On his coffee table is Freedom is a Dream, a self-published CD that includes four of Crigler’s spoken-word tracks and flashcard-style poem snippets. The disc’s letter-pressed packaging and card design is so impressive that the "art piece" won Crigler his second BoNE Show award, a design honor bestowed by the Boston Chapter of the American Institute of Graphic Arts. Sitting on the couch in Prank’s lobby, Crigler deciphers one of his cluttered, rebus-like poems. At first, the placard looks like a typography jumble.

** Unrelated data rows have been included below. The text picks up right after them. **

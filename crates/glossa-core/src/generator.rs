//! Markup Generator
//!
//! This module converts a `glossa_ast::ParsedDocument` back into a complete
//! HTML document that references an external stylesheet.
//!
//! # Example
//!
//! ```
//! use glossa_ast::{DocumentNode, NodeKind, ParsedDocument, TextSegment, TextType};
//! use glossa_core::generate_html;
//!
//! let para = DocumentNode::new(NodeKind::Paragraph)
//!     .with_segment(TextSegment::new("The word", TextType::English))
//!     .with_segment(TextSegment::new("rosa", TextType::Latin))
//!     .with_segment(TextSegment::new(".", TextType::English));
//! let doc = ParsedDocument::new("Nouns", vec![para]);
//!
//! let html = generate_html(&doc);
//! assert!(html.contains(r#"<p>The word <span class="foreign">rosa</span>.</p>"#));
//! ```

use std::fmt::Write;

use glossa_ast::{
    needs_separator, DocumentNode, FormattingStyle, ParsedDocument, TextSegment, TextType,
};

use crate::config::GeneratorConfig;
use crate::css::decode_style;

/// Nesting level of top-level nodes inside the page wrapper
const BODY_LEVEL: usize = 2;

/// Markup generator
pub struct HtmlGenerator {
    config: GeneratorConfig,
    output: String,
}

impl HtmlGenerator {
    /// Create a new generator with default configuration
    pub fn new() -> Self {
        Self::with_config(GeneratorConfig::default())
    }

    /// Create a generator with custom configuration
    pub fn with_config(config: GeneratorConfig) -> Self {
        Self {
            config,
            output: String::new(),
        }
    }

    fn unit(&self) -> String {
        " ".repeat(self.config.indent_size)
    }

    /// Generate a complete document
    pub fn generate(&mut self, doc: &ParsedDocument) -> String {
        self.output.clear();
        let unit = self.unit();

        writeln!(self.output, "<!DOCTYPE html>").unwrap();
        writeln!(self.output, "<html>").unwrap();
        writeln!(self.output).unwrap();
        writeln!(self.output, "<head>").unwrap();
        writeln!(self.output, "{}<title>{}</title>", unit, escape_html(&doc.title)).unwrap();
        writeln!(
            self.output,
            r#"{}<meta http-equiv="Content-Type" content="text/html; charset=utf-8" />"#,
            unit
        )
        .unwrap();
        writeln!(
            self.output,
            r#"{}<link rel="stylesheet" href="{}" />"#,
            unit,
            escape_html(&self.config.stylesheet)
        )
        .unwrap();
        writeln!(self.output, "</head>").unwrap();
        writeln!(self.output).unwrap();
        writeln!(self.output, r#"<body class="simple">"#).unwrap();
        writeln!(self.output, r#"{}<div id="page-wrapper">"#, unit).unwrap();

        for node in &doc.nodes {
            self.generate_node(node, BODY_LEVEL);
            self.output.push('\n');
        }

        writeln!(self.output, "{}</div>", unit).unwrap();
        writeln!(self.output, "</body>").unwrap();
        writeln!(self.output).unwrap();
        write!(self.output, "</html>").unwrap();

        std::mem::take(&mut self.output)
    }

    /// Generate one node and its subtree, without a trailing newline
    pub fn generate_fragment(&mut self, node: &DocumentNode, level: usize) -> String {
        self.output.clear();
        self.generate_node(node, level);
        std::mem::take(&mut self.output)
    }

    fn generate_node(&mut self, node: &DocumentNode, level: usize) {
        let indent = self.unit().repeat(level);
        let tag = node.kind.tag_name();

        write!(self.output, "{}<{}{}>", indent, tag, attribute_string(node)).unwrap();

        if owns_footnote_anchor(node) {
            if let Some(ref id) = node.footnote_id {
                write!(self.output, r#"<a id="{}"></a>"#, escape_html(id)).unwrap();
            }
        }

        let inherited = node
            .inline_style
            .as_deref()
            .map(decode_style)
            .unwrap_or_default();
        self.generate_segments(&node.text_segments, &inherited);

        if node.children.is_empty() {
            write!(self.output, "</{}>", tag).unwrap();
            return;
        }

        for child in &node.children {
            self.output.push('\n');
            self.generate_node(child, level + 1);
        }
        write!(self.output, "\n{}</{}>", indent, tag).unwrap();
    }

    /// Concatenate segments with the word-join rule
    fn generate_segments(&mut self, segments: &[TextSegment], inherited: &FormattingStyle) {
        let mut prev: Option<&TextSegment> = None;
        for segment in segments {
            if let Some(p) = prev {
                if needs_separator(&p.text, &segment.text) {
                    self.output.push(' ');
                }
            }
            self.output.push_str(&segment_html_within(segment, inherited));
            prev = Some(segment);
        }
    }
}

impl Default for HtmlGenerator {
    fn default() -> Self {
        Self::new()
    }
}

/// Generate a document with the default configuration
pub fn generate_html(doc: &ParsedDocument) -> String {
    HtmlGenerator::new().generate(doc)
}

/// Generate a document with custom configuration
pub fn generate_html_with_config(doc: &ParsedDocument, config: GeneratorConfig) -> String {
    HtmlGenerator::with_config(config).generate(doc)
}

/// Attributes in `id`, preserved, `style` order, each with a leading space
fn attribute_string(node: &DocumentNode) -> String {
    let mut out = String::new();
    if let Some(ref id) = node.node_id {
        write!(out, r#" id="{}""#, escape_html(id)).unwrap();
    }
    for (name, value) in &node.attributes {
        if name == "id" || name == "style" {
            continue;
        }
        write!(out, r#" {}="{}""#, name, escape_html(value)).unwrap();
    }
    if let Some(ref style) = node.inline_style {
        write!(out, r#" style="{}""#, escape_html(style)).unwrap();
    }
    out
}

/// Whether this node, rather than a descendant, carries its footnote anchor
fn owns_footnote_anchor(node: &DocumentNode) -> bool {
    if !node.is_footnote || node.footnote_id.is_none() {
        return false;
    }
    let mut in_descendant = false;
    for child in &node.children {
        child.walk(&mut |n| {
            if n.is_footnote && n.footnote_id == node.footnote_id {
                in_descendant = true;
            }
        });
    }
    !in_descendant
}

/// Wrapper class: explicit class, else one implied by the text type
fn wrapper_class(segment: &TextSegment) -> Option<&str> {
    match (&segment.css_class, segment.text_type) {
        (Some(class), _) => Some(class.as_str()),
        (None, TextType::Latin) => Some("foreign"),
        (None, TextType::Gloss) => Some("gloss"),
        _ => None,
    }
}

/// Render one segment
///
/// Emphasis is always expressed as nested `strong`, `em`, `u` tags. A `span`
/// wrapper is added when the segment needs a class or has residual style.
pub fn segment_html(segment: &TextSegment) -> String {
    segment_html_within(segment, &FormattingStyle::default())
}

/// Render one segment inside an element whose own style is `inherited`
///
/// Residual declarations the element already carries are not repeated.
fn segment_html_within(segment: &TextSegment, inherited: &FormattingStyle) -> String {
    let mut text = escape_html(&segment.text);
    let formatting = &segment.formatting;
    if formatting.bold {
        text = format!("<strong>{}</strong>", text);
    }
    if formatting.italic {
        text = format!("<em>{}</em>", text);
    }
    if formatting.underline {
        text = format!("<u>{}</u>", text);
    }

    let class = wrapper_class(segment);
    let style = own_declarations(formatting, inherited);
    if class.is_none() && style.is_empty() {
        return text;
    }

    let mut attrs = String::new();
    if let Some(class) = class {
        write!(attrs, r#" class="{}""#, escape_html(class)).unwrap();
    }
    if !style.is_empty() {
        write!(attrs, r#" style="{}""#, escape_html(&style.join("; "))).unwrap();
    }
    format!("<span{}>{}</span>", attrs, text)
}

/// Residual declarations that differ from the enclosing element's
fn own_declarations(formatting: &FormattingStyle, inherited: &FormattingStyle) -> Vec<String> {
    let mut own = formatting.clone();
    for (field, outer) in [
        (&mut own.font_size, &inherited.font_size),
        (&mut own.font_family, &inherited.font_family),
        (&mut own.color, &inherited.color),
        (&mut own.padding_left, &inherited.padding_left),
        (&mut own.text_align, &inherited.text_align),
    ] {
        if field == outer {
            *field = None;
        }
    }
    own.residual_declarations()
}

/// Escape text for element content and attribute values
pub fn escape_html(s: &str) -> String {
    let mut out = String::with_capacity(s.len());
    for c in s.chars() {
        match c {
            '&' => out.push_str("&amp;"),
            '<' => out.push_str("&lt;"),
            '>' => out.push_str("&gt;"),
            '"' => out.push_str("&quot;"),
            '\'' => out.push_str("&#x27;"),
            _ => out.push(c),
        }
    }
    out
}
//! Relationship parts (`_rels/*.rels`)
//!
//! A package links its parts through relationship files that map IDs to
//! targets. The writer emits two: the package-level `_rels/.rels` and the
//! document-level `word/_rels/document.xml.rels`.

use std::collections::HashMap;

use quick_xml::events::Event;
use quick_xml::Reader;

use crate::error::{OoxmlError, Result};
use crate::styles::escape_xml;

/// OOXML namespace for relationships
pub const RELATIONSHIPS_NS: &str = "http://schemas.openxmlformats.org/package/2006/relationships";

impl Relationships {
    /// Main document relationship type
    pub const TYPE_OFFICE_DOCUMENT: &'static str =
        "http://schemas.openxmlformats.org/officeDocument/2006/relationships/officeDocument";
    /// Core properties relationship type
    pub const TYPE_CORE_PROPERTIES: &'static str =
        "http://schemas.openxmlformats.org/package/2006/relationships/metadata/core-properties";
    /// Styles relationship type
    pub const TYPE_STYLES: &'static str =
        "http://schemas.openxmlformats.org/officeDocument/2006/relationships/styles";
    /// Numbering relationship type
    pub const TYPE_NUMBERING: &'static str =
        "http://schemas.openxmlformats.org/officeDocument/2006/relationships/numbering";
}

/// Relationships of one part, kept in insertion order
#[derive(Debug, Clone)]
pub struct Relationships {
    order: Vec<String>,
    map: HashMap<String, RelationshipTarget>,
    next_id_counter: u32,
}

impl Default for Relationships {
    fn default() -> Self {
        Self {
            order: Vec::new(),
            map: HashMap::new(),
            next_id_counter: 1,
        }
    }
}

/// A relationship target with its type
#[derive(Debug, Clone, PartialEq, Eq)]
pub struct RelationshipTarget {
    pub target: String,
    pub rel_type: String,
}

impl Relationships {
    /// Create an empty relationships map
    pub fn new() -> Self {
        Self::default()
    }

    /// Relationships of the package root
    pub fn package() -> Self {
        let mut rels = Self::new();
        rels.add("word/document.xml", Self::TYPE_OFFICE_DOCUMENT);
        rels.add("docProps/core.xml", Self::TYPE_CORE_PROPERTIES);
        rels
    }

    /// Relationships of the main document part
    pub fn document() -> Self {
        let mut rels = Self::new();
        rels.add("styles.xml", Self::TYPE_STYLES);
        rels.add("numbering.xml", Self::TYPE_NUMBERING);
        rels
    }

    /// Parse relationships from XML bytes
    pub fn parse(xml: &[u8]) -> Result<Self> {
        let mut reader = Reader::from_reader(xml);
        reader.config_mut().trim_text(true);

        let mut rels = Self::new();
        let mut max_id: u32 = 0;
        let mut buf = Vec::new();

        loop {
            match reader.read_event_into(&mut buf) {
                Ok(Event::Empty(ref e)) | Ok(Event::Start(ref e)) => {
                    if e.local_name().as_ref() == b"Relationship" {
                        let mut id = None;
                        let mut target = None;
                        let mut rel_type = None;

                        for attr in e.attributes().filter_map(|a| a.ok()) {
                            let value = attr.unescape_value().ok().map(|s| s.to_string());
                            match attr.key.as_ref() {
                                b"Id" => id = value,
                                b"Target" => target = value,
                                b"Type" => rel_type = value,
                                _ => {}
                            }
                        }

                        if let (Some(id), Some(target)) = (id, target) {
                            if let Some(num) = id.strip_prefix("rId").and_then(|n| n.parse().ok()) {
                                max_id = max_id.max(num);
                            }
                            rels.order.push(id.clone());
                            rels.map.insert(
                                id,
                                RelationshipTarget {
                                    target,
                                    rel_type: rel_type.unwrap_or_default(),
                                },
                            );
                        }
                    }
                }
                Ok(Event::Eof) => break,
                Err(e) => return Err(OoxmlError::Xml(e)),
                _ => {}
            }
            buf.clear();
        }

        rels.next_id_counter = max_id + 1;
        Ok(rels)
    }

    /// Add a relationship and return the generated ID
    pub fn add(&mut self, target: impl Into<String>, rel_type: impl Into<String>) -> String {
        let id = format!("rId{}", self.next_id_counter);
        self.next_id_counter += 1;

        self.order.push(id.clone());
        self.map.insert(
            id.clone(),
            RelationshipTarget {
                target: target.into(),
                rel_type: rel_type.into(),
            },
        );
        id
    }

    /// Serialize to a `.rels` part
    pub fn to_xml(&self) -> String {
        let mut xml = String::new();
        xml.push_str(r#"<?xml version="1.0" encoding="UTF-8" standalone="yes"?>"#);
        xml.push('\n');
        xml.push_str(&format!(r#"<Relationships xmlns="{}">"#, RELATIONSHIPS_NS));
        xml.push('\n');

        for (id, rel) in self.iter() {
            xml.push_str(&format!(
                r#"  <Relationship Id="{}" Type="{}" Target="{}"/>"#,
                escape_xml(id),
                escape_xml(&rel.rel_type),
                escape_xml(&rel.target)
            ));
            xml.push('\n');
        }

        xml.push_str("</Relationships>");
        xml
    }

    /// Get the target for a relationship ID
    pub fn get(&self, id: &str) -> Option<&str> {
        self.map.get(id).map(|r| r.target.as_str())
    }

    /// Find the target of the first relationship with the given type
    pub fn target_of_type(&self, rel_type: &str) -> Option<&str> {
        self.iter()
            .find(|(_, rel)| rel.rel_type == rel_type)
            .map(|(_, rel)| rel.target.as_str())
    }

    /// Get the number of relationships
    pub fn len(&self) -> usize {
        self.map.len()
    }

    /// Check if there are no relationships
    pub fn is_empty(&self) -> bool {
        self.map.is_empty()
    }

    /// Iterate over relationships in insertion order
    pub fn iter(&self) -> impl Iterator<Item = (&str, &RelationshipTarget)> {
        self.order
            .iter()
            .filter_map(|id| self.map.get(id).map(|rel| (id.as_str(), rel)))
    }
}

#[cfg(test)]
mod tests {
    use super::*;

    #[test]
    fn test_package_relationships() {
        let rels = Relationships::package();
        assert_eq!(rels.get("rId1"), Some("word/document.xml"));
        assert_eq!(
            rels.target_of_type(Relationships::TYPE_CORE_PROPERTIES),
            Some("docProps/core.xml")
        );
    }

    #[test]
    fn test_to_xml_reparses() {
        let rels = Relationships::document();
        let xml = rels.to_xml();
        assert!(xml.contains(&format!(r#"xmlns="{}""#, RELATIONSHIPS_NS)));

        let reparsed = Relationships::parse(xml.as_bytes()).unwrap();
        assert_eq!(reparsed.len(), 2);
        assert_eq!(reparsed.get("rId1"), Some("styles.xml"));
        assert_eq!(
            reparsed.target_of_type(Relationships::TYPE_NUMBERING),
            Some("numbering.xml")
        );
    }

    #[test]
    fn test_add_continues_from_parsed() {
        let xml = br#"<Relationships xmlns="http://schemas.openxmlformats.org/package/2006/relationships">
            <Relationship Id="rId5" Type="t" Target="a.xml"/>
        </Relationships>"#;
        let mut rels = Relationships::parse(xml).unwrap();
        assert_eq!(rels.add("b.xml", "t"), "rId6");
    }

    #[test]
    fn test_escaping() {
        let mut rels = Relationships::new();
        rels.add("a & <b>.xml", Relationships::TYPE_STYLES);
        let xml = rels.to_xml();
        assert!(xml.contains("a &amp; &lt;b&gt;.xml"));
        let reparsed = Relationships::parse(xml.as_bytes()).unwrap();
        assert_eq!(reparsed.get("rId1"), Some("a & <b>.xml"));
    }
}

Then as he reads — I have seen grown men cling to their youth — a high-top Reebok emerges — as if they had just been kicked in the balls — then a pair of rubber gloves. "Once you read it, you kind of see that it’s not just a bunch of chaos — it’s actually a poem," he explains, citing Futurist founder Filippo Marinetti as inspiration. "You have to spend a lot of time with the poem, therefore you have to spend a lot of time with the message."

Freedom is a Dream wasn’t Crigler’s first record. In a previous incarnation, he was guitarist/vocalist of the Florida-based emo-pop band Forever and a Day. Crigler left the now-defunct band a few years ago, after it released two albums on Eulogy Recordings, the Floridian label that first signed Dashboard Confessional and New Found Glory. These days, Crigler plays in a nameless rock band.

"Most people, when they create so much they get burned out," he says. "I just happen to always have been able to play music and then paint and then go design a logo and then write a poem." He adds, "When I’m creating so much, it inspires me to create more."